→ **Items from a dataset**
=====
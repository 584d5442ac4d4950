//! Hook that reports lifecycle events through a [`Logger`]

use super::traits::Hook;
use crate::logging::SharedLogger;

/// Logs engine construction, resolved references and shutdown
pub struct LoggingHook {
    logger: SharedLogger,
}

impl LoggingHook {
    pub fn new(logger: SharedLogger) -> Self {
        Self { logger }
    }
}

impl Hook for LoggingHook {
    fn on_new(&self) {
        self.logger.info("config source provider created");
    }

    fn on_retrieve(&self, source_type: &str) {
        self.logger.debug(&format!("resolved reference from config source {}", source_type));
    }

    fn on_shutdown(&self) {
        self.logger.info("config source provider shut down");
    }
}

impl std::fmt::Debug for LoggingHook {
    fn fmt(&self, f: &mut std::fmt::Formatter<'_>) -> std::fmt::Result {
        f.debug_struct("LoggingHook").finish_non_exhaustive()
    }
}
=====
→ **EXERCISE DETAILS**
Each line above with the word "resolved" needs to be copied.

→ **SOLUTION TO THIS EXERCISE**
/// Logs engine construction, resolved references and shutdown
        self.logger.debug(&format!("resolved reference from config source {}", source_type));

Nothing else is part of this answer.